Top of Records for the exercise
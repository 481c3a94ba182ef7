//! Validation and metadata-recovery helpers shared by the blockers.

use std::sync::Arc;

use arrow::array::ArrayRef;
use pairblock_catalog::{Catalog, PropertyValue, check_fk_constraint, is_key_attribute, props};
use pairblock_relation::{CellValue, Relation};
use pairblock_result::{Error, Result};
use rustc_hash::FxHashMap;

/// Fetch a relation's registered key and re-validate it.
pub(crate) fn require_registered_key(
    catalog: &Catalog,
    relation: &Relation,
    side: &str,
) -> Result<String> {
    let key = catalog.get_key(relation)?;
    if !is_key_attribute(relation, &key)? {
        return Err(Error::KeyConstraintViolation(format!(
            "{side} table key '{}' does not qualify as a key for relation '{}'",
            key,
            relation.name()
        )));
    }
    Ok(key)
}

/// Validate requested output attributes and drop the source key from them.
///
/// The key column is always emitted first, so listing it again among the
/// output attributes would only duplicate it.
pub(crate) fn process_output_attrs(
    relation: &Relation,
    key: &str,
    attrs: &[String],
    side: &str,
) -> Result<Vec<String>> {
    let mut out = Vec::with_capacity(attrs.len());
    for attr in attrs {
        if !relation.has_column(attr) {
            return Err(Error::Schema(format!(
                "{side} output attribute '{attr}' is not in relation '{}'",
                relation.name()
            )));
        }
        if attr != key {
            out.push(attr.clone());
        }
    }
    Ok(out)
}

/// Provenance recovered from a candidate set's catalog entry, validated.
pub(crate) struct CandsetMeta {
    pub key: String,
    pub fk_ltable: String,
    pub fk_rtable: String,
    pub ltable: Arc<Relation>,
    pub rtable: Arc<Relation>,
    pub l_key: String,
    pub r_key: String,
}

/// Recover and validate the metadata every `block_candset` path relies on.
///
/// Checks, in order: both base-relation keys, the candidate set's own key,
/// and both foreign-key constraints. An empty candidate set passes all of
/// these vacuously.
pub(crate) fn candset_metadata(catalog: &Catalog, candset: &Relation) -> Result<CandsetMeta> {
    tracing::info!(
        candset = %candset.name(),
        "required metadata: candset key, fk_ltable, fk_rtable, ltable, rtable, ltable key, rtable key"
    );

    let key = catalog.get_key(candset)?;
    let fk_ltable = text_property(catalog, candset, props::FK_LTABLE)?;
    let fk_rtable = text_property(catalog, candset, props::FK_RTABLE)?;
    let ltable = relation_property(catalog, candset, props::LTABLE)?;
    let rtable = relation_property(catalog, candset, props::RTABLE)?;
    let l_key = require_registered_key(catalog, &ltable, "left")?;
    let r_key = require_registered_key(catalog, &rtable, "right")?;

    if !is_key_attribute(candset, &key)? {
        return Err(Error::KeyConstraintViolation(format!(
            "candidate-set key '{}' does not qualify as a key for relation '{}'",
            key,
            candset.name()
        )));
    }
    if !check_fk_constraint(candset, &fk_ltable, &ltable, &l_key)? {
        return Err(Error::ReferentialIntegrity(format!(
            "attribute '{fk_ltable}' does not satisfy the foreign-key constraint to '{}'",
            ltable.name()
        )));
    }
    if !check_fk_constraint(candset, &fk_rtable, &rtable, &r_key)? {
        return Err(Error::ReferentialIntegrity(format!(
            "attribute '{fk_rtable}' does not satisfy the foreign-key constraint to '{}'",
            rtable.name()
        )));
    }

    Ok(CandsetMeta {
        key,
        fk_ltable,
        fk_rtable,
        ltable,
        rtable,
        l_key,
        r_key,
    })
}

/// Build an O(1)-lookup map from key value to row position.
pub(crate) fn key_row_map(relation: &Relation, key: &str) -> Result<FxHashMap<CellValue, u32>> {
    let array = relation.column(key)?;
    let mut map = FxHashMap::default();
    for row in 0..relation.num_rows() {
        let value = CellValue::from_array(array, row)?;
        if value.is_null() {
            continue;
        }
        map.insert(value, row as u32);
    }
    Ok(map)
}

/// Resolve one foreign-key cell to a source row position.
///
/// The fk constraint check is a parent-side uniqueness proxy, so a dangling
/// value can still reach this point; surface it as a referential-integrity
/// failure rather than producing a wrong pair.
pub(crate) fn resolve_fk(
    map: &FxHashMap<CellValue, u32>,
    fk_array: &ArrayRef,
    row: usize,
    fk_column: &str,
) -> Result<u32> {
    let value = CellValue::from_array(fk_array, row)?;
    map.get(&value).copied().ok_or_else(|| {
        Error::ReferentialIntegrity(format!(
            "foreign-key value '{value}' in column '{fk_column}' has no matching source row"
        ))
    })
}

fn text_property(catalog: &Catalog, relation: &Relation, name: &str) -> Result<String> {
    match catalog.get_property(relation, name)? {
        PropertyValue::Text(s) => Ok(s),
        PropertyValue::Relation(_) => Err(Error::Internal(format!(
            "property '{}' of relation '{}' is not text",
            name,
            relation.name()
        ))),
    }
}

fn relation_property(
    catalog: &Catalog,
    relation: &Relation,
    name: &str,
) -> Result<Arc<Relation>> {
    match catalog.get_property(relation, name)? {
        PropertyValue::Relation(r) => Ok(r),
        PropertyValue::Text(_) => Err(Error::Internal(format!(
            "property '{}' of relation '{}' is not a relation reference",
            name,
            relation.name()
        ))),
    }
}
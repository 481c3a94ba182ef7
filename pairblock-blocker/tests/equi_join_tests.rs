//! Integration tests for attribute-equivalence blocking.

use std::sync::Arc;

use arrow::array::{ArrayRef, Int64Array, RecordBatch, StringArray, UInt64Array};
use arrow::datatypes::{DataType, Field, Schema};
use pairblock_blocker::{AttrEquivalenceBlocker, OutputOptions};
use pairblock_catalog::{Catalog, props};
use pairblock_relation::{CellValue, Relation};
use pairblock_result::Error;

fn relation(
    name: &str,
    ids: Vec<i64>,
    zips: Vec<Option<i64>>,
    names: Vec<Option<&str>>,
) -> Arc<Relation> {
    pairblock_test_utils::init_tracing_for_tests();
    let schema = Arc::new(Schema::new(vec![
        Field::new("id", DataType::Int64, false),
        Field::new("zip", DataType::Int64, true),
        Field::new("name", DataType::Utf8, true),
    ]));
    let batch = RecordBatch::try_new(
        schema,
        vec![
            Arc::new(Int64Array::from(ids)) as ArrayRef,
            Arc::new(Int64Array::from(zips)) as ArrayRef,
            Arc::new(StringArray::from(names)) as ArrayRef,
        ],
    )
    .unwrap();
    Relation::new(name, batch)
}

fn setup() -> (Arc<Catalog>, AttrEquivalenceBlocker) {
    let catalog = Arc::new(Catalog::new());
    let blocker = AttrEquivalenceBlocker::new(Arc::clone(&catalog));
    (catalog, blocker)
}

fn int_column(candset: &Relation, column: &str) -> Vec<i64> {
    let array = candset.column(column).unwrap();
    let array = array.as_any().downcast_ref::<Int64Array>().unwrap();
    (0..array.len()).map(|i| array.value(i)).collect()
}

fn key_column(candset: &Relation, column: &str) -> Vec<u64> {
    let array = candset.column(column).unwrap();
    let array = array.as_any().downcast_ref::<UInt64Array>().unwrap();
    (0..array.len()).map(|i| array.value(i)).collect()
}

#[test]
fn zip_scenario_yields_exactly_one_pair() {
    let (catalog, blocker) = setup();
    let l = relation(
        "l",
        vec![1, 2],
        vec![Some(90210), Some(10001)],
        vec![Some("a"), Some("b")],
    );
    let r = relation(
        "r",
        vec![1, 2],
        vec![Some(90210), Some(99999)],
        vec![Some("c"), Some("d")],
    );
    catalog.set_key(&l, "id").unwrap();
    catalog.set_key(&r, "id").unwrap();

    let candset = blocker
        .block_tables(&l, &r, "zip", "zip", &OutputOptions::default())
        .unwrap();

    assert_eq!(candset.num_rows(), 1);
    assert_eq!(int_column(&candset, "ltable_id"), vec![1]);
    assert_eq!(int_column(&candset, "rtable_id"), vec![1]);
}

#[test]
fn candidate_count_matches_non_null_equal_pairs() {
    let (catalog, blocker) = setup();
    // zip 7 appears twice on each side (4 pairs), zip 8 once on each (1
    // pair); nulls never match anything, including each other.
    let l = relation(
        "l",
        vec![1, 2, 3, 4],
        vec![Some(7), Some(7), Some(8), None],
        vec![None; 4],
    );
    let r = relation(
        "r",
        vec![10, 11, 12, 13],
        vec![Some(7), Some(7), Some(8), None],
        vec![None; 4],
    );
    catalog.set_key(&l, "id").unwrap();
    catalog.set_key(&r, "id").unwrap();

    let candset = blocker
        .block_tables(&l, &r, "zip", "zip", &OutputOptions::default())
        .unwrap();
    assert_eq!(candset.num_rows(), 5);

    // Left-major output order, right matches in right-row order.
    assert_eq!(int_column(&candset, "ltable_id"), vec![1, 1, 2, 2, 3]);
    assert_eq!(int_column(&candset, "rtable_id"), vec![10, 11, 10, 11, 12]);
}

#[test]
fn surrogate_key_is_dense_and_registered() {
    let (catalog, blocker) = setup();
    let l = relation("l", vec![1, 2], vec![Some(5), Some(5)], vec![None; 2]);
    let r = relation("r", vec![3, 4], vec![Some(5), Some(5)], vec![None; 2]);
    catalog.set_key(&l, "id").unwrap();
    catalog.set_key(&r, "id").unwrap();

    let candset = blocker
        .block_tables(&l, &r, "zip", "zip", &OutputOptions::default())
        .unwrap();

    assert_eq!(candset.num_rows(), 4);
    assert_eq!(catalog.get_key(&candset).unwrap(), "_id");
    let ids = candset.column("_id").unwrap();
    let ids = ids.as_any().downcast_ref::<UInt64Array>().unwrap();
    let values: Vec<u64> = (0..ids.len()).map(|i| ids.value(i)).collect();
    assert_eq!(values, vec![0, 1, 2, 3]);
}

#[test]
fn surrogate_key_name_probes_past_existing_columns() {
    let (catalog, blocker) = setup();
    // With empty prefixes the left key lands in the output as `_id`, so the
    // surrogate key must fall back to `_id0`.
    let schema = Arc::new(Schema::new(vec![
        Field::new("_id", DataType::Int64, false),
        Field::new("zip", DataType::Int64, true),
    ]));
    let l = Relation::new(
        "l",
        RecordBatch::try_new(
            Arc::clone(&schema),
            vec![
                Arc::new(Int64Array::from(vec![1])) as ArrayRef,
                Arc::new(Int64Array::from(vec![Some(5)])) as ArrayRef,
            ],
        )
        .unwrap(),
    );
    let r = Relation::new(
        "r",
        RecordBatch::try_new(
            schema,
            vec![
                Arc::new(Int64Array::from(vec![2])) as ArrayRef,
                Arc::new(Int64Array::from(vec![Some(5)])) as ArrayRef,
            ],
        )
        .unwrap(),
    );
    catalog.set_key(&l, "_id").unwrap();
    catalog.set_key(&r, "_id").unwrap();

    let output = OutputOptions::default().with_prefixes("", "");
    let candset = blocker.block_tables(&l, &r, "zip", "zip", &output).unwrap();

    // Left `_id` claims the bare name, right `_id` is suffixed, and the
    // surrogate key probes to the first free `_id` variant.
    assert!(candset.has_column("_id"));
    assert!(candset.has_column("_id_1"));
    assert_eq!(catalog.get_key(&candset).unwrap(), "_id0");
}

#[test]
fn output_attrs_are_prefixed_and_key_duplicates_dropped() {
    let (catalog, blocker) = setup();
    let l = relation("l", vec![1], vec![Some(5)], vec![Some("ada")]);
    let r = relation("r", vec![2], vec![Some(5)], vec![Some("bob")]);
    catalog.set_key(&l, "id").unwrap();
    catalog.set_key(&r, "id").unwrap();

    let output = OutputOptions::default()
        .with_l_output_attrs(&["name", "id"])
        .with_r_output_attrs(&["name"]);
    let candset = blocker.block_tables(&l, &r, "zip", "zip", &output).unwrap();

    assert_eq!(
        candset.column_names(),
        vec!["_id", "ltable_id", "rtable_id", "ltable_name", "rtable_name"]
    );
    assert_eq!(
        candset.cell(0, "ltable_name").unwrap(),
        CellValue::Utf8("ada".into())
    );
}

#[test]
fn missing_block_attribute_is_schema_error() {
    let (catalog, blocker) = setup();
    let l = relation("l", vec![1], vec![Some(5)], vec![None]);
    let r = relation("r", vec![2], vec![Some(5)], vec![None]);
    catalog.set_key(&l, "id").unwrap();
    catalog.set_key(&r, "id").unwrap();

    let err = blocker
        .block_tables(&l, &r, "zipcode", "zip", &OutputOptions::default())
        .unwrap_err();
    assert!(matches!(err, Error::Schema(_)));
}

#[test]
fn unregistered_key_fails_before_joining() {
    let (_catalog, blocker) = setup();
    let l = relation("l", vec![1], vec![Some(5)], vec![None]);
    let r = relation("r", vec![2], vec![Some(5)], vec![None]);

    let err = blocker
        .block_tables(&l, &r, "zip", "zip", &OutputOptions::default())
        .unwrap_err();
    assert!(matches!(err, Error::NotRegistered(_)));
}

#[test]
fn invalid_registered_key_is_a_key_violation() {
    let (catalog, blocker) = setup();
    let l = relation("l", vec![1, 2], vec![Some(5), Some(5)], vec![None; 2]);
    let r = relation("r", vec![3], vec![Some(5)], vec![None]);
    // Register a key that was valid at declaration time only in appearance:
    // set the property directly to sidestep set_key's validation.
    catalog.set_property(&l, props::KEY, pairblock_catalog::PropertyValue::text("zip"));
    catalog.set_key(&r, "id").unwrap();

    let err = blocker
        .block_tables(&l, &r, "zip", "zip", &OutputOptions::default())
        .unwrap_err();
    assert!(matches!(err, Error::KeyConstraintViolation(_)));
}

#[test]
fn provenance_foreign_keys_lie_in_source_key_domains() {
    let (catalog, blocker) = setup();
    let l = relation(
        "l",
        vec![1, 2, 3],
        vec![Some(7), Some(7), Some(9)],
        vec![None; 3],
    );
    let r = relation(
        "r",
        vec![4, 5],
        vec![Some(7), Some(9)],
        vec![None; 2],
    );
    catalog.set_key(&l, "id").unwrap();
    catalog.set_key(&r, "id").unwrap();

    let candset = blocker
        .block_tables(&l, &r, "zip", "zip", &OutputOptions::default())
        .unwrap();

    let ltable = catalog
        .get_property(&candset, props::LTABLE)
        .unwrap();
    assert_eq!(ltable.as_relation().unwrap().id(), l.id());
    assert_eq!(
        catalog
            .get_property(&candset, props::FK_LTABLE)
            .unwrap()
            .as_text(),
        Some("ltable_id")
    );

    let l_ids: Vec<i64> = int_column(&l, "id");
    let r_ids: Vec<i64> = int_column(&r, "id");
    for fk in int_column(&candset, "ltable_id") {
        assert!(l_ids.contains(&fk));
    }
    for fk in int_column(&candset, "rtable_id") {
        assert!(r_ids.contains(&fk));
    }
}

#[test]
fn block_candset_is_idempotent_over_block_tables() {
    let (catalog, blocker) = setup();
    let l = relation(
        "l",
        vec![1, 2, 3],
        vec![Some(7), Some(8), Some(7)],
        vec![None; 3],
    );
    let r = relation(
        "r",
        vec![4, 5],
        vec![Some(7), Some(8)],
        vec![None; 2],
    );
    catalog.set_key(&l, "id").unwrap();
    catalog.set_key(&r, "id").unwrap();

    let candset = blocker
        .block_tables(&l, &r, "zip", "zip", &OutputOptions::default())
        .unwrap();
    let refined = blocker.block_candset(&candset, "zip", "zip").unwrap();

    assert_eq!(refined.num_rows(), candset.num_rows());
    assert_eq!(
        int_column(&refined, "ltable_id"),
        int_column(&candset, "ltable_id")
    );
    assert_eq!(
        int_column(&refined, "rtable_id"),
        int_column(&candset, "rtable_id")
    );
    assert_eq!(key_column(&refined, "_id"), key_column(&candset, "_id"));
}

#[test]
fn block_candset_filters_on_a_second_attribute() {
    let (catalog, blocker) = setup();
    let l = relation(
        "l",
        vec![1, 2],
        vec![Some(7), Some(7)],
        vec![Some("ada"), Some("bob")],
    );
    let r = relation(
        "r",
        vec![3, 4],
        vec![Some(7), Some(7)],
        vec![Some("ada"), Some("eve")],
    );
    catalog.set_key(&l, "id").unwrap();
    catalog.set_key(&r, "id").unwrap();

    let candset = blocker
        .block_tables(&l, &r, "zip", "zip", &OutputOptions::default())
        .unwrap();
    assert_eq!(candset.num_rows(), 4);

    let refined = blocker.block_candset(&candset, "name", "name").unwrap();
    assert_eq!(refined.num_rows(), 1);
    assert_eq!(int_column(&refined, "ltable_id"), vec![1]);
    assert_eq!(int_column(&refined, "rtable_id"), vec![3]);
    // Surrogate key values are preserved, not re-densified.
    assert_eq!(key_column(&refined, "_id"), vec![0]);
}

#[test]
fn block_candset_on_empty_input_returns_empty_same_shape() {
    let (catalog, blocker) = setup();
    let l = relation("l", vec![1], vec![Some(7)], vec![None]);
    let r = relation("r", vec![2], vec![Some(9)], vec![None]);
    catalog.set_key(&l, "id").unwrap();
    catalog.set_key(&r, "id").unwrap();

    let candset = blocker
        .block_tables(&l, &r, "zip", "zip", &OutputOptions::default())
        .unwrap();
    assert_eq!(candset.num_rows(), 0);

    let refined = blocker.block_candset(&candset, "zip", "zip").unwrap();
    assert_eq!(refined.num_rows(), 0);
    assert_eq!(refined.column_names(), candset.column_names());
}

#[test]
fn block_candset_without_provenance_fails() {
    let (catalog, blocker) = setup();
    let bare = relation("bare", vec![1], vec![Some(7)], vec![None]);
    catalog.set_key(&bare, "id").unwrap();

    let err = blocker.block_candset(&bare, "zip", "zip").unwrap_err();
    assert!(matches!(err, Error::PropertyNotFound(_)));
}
Bottom of Records for the exercise
[What you are asked to do]: What lines in the entries contain "zips"? Report each one by copying it.

[Result for this exercise]:
    zips: Vec<Option<i64>>,
            Arc::new(Int64Array::from(zips)) as ArrayRef,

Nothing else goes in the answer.